- **REQUIRED ACTION**
Exactly as written, reproduce all of the entries.

DATA SHOWN START

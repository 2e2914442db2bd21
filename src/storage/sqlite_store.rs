use std::path::{Path, PathBuf};
use std::sync::{Mutex, MutexGuard};

use rusqlite::{params, Connection, OptionalExtension, Row};

use super::NoteStore;
use crate::entity::{Note, NoteDraft, NoteId};
use crate::error::{NoteError, Result};

/// SQLite-backed note store.
///
/// The connection is shared behind a mutex so the store can be used from
/// the blocking thread pool of the HTTP server.
pub struct SqliteStore {
    conn: Mutex<Connection>,
    path: Option<PathBuf>,
}

impl SqliteStore {
    /// Open or create the database file at `path`
    pub fn open(path: &Path) -> Result<Self> {
        if let Some(parent) = path.parent().filter(|p| !p.as_os_str().is_empty()) {
            std::fs::create_dir_all(parent)?;
        }
        let conn = Connection::open(path)?;

        let store = Self {
            conn: Mutex::new(conn),
            path: Some(path.to_path_buf()),
        };
        store.init_schema()?;
        Ok(store)
    }

    /// Open a private in-memory database
    pub fn open_in_memory() -> Result<Self> {
        let conn = Connection::open_in_memory()?;

        let store = Self {
            conn: Mutex::new(conn),
            path: None,
        };
        store.init_schema()?;
        Ok(store)
    }

    /// Path of the backing file, `None` for in-memory databases
    pub fn path(&self) -> Option<&Path> {
        self.path.as_deref()
    }

    fn init_schema(&self) -> Result<()> {
        // AUTOINCREMENT keeps ids from being reused after deletes
        self.conn()?.execute(
            "CREATE TABLE IF NOT EXISTS notes (
                id INTEGER PRIMARY KEY AUTOINCREMENT,
                title TEXT NOT NULL,
                content TEXT NOT NULL
            )",
            [],
        )?;
        Ok(())
    }

    fn conn(&self) -> Result<MutexGuard<'_, Connection>> {
        self.conn
            .lock()
            .map_err(|_| NoteError::Storage("connection lock poisoned".to_string()))
    }

    fn row_to_note(row: &Row<'_>) -> rusqlite::Result<Note> {
        Ok(Note {
            id: row.get(0)?,
            title: row.get(1)?,
            content: row.get(2)?,
        })
    }
}

impl NoteStore for SqliteStore {
    fn find_all(&self) -> Result<Vec<Note>> {
        let conn = self.conn()?;
        let mut stmt = conn.prepare("SELECT id, title, content FROM notes ORDER BY id")?;
        let notes = stmt
            .query_map([], Self::row_to_note)?
            .collect::<rusqlite::Result<Vec<_>>>()?;
        Ok(notes)
    }

    fn find_by_id(&self, id: NoteId) -> Result<Option<Note>> {
        let note = self
            .conn()?
            .query_row(
                "SELECT id, title, content FROM notes WHERE id = ?1",
                [id],
                Self::row_to_note,
            )
            .optional()?;
        Ok(note)
    }

    fn save(&self, draft: NoteDraft) -> Result<Note> {
        let conn = self.conn()?;
        conn.execute(
            "INSERT OR REPLACE INTO notes (id, title, content) VALUES (?1, ?2, ?3)",
            params![draft.id, draft.title, draft.content],
        )?;
        let id = draft.id.unwrap_or_else(|| conn.last_insert_rowid());

        Ok(Note {
            id,
            title: draft.title,
            content: draft.content,
        })
    }

    fn exists_by_id(&self, id: NoteId) -> Result<bool> {
        let exists: bool = self.conn()?.query_row(
            "SELECT EXISTS(SELECT 1 FROM notes WHERE id = ?1)",
            [id],
            |row| row.get(0),
        )?;
        Ok(exists)
    }

    fn delete_by_id(&self, id: NoteId) -> Result<()> {
        self.conn()?
            .execute("DELETE FROM notes WHERE id = ?1", [id])?;
        Ok(())
    }

    fn delete_all(&self) -> Result<()> {
        self.conn()?.execute("DELETE FROM notes", [])?;
        Ok(())
    }

    fn count(&self) -> Result<u64> {
        let count: i64 = self
            .conn()?
            .query_row("SELECT COUNT(*) FROM notes", [], |row| row.get(0))?;
        Ok(count as u64)
    }
}

#[cfg(test)]
mod tests {
    use super::*;
    use crate::storage::contract;
    use tempfile::TempDir;

    #[test]
    fn test_open_creates_db() {
        let tmp = TempDir::new().unwrap();
        let path = tmp.path().join("notes.db");
        let store = SqliteStore::open(&path).unwrap();
        assert!(path.exists());
        assert_eq!(store.path(), Some(path.as_path()));
    }

    #[test]
    fn test_open_creates_parent_dirs() {
        let tmp = TempDir::new().unwrap();
        let path = tmp.path().join("nested/dir/notes.db");
        SqliteStore::open(&path).unwrap();
        assert!(path.exists());
    }

    #[test]
    fn test_notes_persist_across_reopen() {
        let tmp = TempDir::new().unwrap();
        let path = tmp.path().join("notes.db");

        let saved = {
            let store = SqliteStore::open(&path).unwrap();
            store.save(NoteDraft::new("Persist", "me")).unwrap()
        };

        let store = SqliteStore::open(&path).unwrap();
        assert_eq!(store.find_by_id(saved.id).unwrap(), Some(saved));
        assert_eq!(store.count().unwrap(), 1);
    }

    #[test]
    fn test_save_assigns_sequential_ids() {
        contract::save_assigns_sequential_ids(&SqliteStore::open_in_memory().unwrap());
    }

    #[test]
    fn test_find_by_id() {
        contract::find_by_id_round_trip(&SqliteStore::open_in_memory().unwrap());
    }

    #[test]
    fn test_save_with_id_overwrites() {
        contract::save_with_id_overwrites(&SqliteStore::open_in_memory().unwrap());
    }

    #[test]
    fn test_find_all_ordered() {
        contract::find_all_is_ordered_by_id(&SqliteStore::open_in_memory().unwrap());
    }

    #[test]
    fn test_delete_by_id() {
        contract::delete_by_id(&SqliteStore::open_in_memory().unwrap());
    }

    #[test]
    fn test_delete_all() {
        contract::delete_all_does_not_reuse_ids(&SqliteStore::open_in_memory().unwrap());
    }
}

DATA SHOWN END

- **EXERCISE SOLUTION**
repository 2e2914442db2bd21
filename src/storage/sqlite_store.rs
use std::path::{Path, PathBuf};
use std::sync::{Mutex, MutexGuard};

use rusqlite::{params, Connection, OptionalExtension, Row};

use super::NoteStore;
use crate::entity::{Note, NoteDraft, NoteId};
use crate::error::{NoteError, Result};

/// SQLite-backed note store.
///
/// The connection is shared behind a mutex so the store can be used from
/// the blocking thread pool of the HTTP server.
pub struct SqliteStore {
    conn: Mutex<Connection>,
    path: Option<PathBuf>,
}

impl SqliteStore {
    /// Open or create the database file at `path`
    pub fn open(path: &Path) -> Result<Self> {
        if let Some(parent) = path.parent().filter(|p| !p.as_os_str().is_empty()) {
            std::fs::create_dir_all(parent)?;
        }
        let conn = Connection::open(path)?;

        let store = Self {
            conn: Mutex::new(conn),
            path: Some(path.to_path_buf()),
        };
        store.init_schema()?;
        Ok(store)
    }

    /// Open a private in-memory database
    pub fn open_in_memory() -> Result<Self> {
        let conn = Connection::open_in_memory()?;

        let store = Self {
            conn: Mutex::new(conn),
            path: None,
        };
        store.init_schema()?;
        Ok(store)
    }

    /// Path of the backing file, `None` for in-memory databases
    pub fn path(&self) -> Option<&Path> {
        self.path.as_deref()
    }

    fn init_schema(&self) -> Result<()> {
        // AUTOINCREMENT keeps ids from being reused after deletes
        self.conn()?.execute(
            "CREATE TABLE IF NOT EXISTS notes (
                id INTEGER PRIMARY KEY AUTOINCREMENT,
                title TEXT NOT NULL,
                content TEXT NOT NULL
            )",
            [],
        )?;
        Ok(())
    }

    fn conn(&self) -> Result<MutexGuard<'_, Connection>> {
        self.conn
            .lock()
            .map_err(|_| NoteError::Storage("connection lock poisoned".to_string()))
    }

    fn row_to_note(row: &Row<'_>) -> rusqlite::Result<Note> {
        Ok(Note {
            id: row.get(0)?,
            title: row.get(1)?,
            content: row.get(2)?,
        })
    }
}

impl NoteStore for SqliteStore {
    fn find_all(&self) -> Result<Vec<Note>> {
        let conn = self.conn()?;
        let mut stmt = conn.prepare("SELECT id, title, content FROM notes ORDER BY id")?;
        let notes = stmt
            .query_map([], Self::row_to_note)?
            .collect::<rusqlite::Result<Vec<_>>>()?;
        Ok(notes)
    }

    fn find_by_id(&self, id: NoteId) -> Result<Option<Note>> {
        let note = self
            .conn()?
            .query_row(
                "SELECT id, title, content FROM notes WHERE id = ?1",
                [id],
                Self::row_to_note,
            )
            .optional()?;
        Ok(note)
    }

    fn save(&self, draft: NoteDraft) -> Result<Note> {
        let conn = self.conn()?;
        conn.execute(
            "INSERT OR REPLACE INTO notes (id, title, content) VALUES (?1, ?2, ?3)",
            params![draft.id, draft.title, draft.content],
        )?;
        let id = draft.id.unwrap_or_else(|| conn.last_insert_rowid());

        Ok(Note {
            id,
            title: draft.title,
            content: draft.content,
        })
    }

    fn exists_by_id(&self, id: NoteId) -> Result<bool> {
        let exists: bool = self.conn()?.query_row(
            "SELECT EXISTS(SELECT 1 FROM notes WHERE id = ?1)",
            [id],
            |row| row.get(0),
        )?;
        Ok(exists)
    }

    fn delete_by_id(&self, id: NoteId) -> Result<()> {
        self.conn()?
            .execute("DELETE FROM notes WHERE id = ?1", [id])?;
        Ok(())
    }

    fn delete_all(&self) -> Result<()> {
        self.conn()?.execute("DELETE FROM notes", [])?;
        Ok(())
    }

    fn count(&self) -> Result<u64> {
        let count: i64 = self
            .conn()?
            .query_row("SELECT COUNT(*) FROM notes", [], |row| row.get(0))?;
        Ok(count as u64)
    }
}

#[cfg(test)]
mod tests {
    use super::*;
    use crate::storage::contract;
    use tempfile::TempDir;

    #[test]
    fn test_open_creates_db() {
        let tmp = TempDir::new().unwrap();
        let path = tmp.path().join("notes.db");
        let store = SqliteStore::open(&path).unwrap();
        assert!(path.exists());
        assert_eq!(store.path(), Some(path.as_path()));
    }

    #[test]
    fn test_open_creates_parent_dirs() {
        let tmp = TempDir::new().unwrap();
        let path = tmp.path().join("nested/dir/notes.db");
        SqliteStore::open(&path).unwrap();
        assert!(path.exists());
    }

    #[test]
    fn test_notes_persist_across_reopen() {
        let tmp = TempDir::new().unwrap();
        let path = tmp.path().join("notes.db");

        let saved = {
            let store = SqliteStore::open(&path).unwrap();
            store.save(NoteDraft::new("Persist", "me")).unwrap()
        };

        let store = SqliteStore::open(&path).unwrap();
        assert_eq!(store.find_by_id(saved.id).unwrap(), Some(saved));
        assert_eq!(store.count().unwrap(), 1);
    }

    #[test]
    fn test_save_assigns_sequential_ids() {
        contract::save_assigns_sequential_ids(&SqliteStore::open_in_memory().unwrap());
    }

    #[test]
    fn test_find_by_id() {
        contract::find_by_id_round_trip(&SqliteStore::open_in_memory().unwrap());
    }

    #[test]
    fn test_save_with_id_overwrites() {
        contract::save_with_id_overwrites(&SqliteStore::open_in_memory().unwrap());
    }

    #[test]
    fn test_find_all_ordered() {
        contract::find_all_is_ordered_by_id(&SqliteStore::open_in_memory().unwrap());
    }

    #[test]
    fn test_delete_by_id() {
        contract::delete_by_id(&SqliteStore::open_in_memory().unwrap());
    }

    #[test]
    fn test_delete_all() {
        contract::delete_all_does_not_reuse_ids(&SqliteStore::open_in_memory().unwrap());
    }
}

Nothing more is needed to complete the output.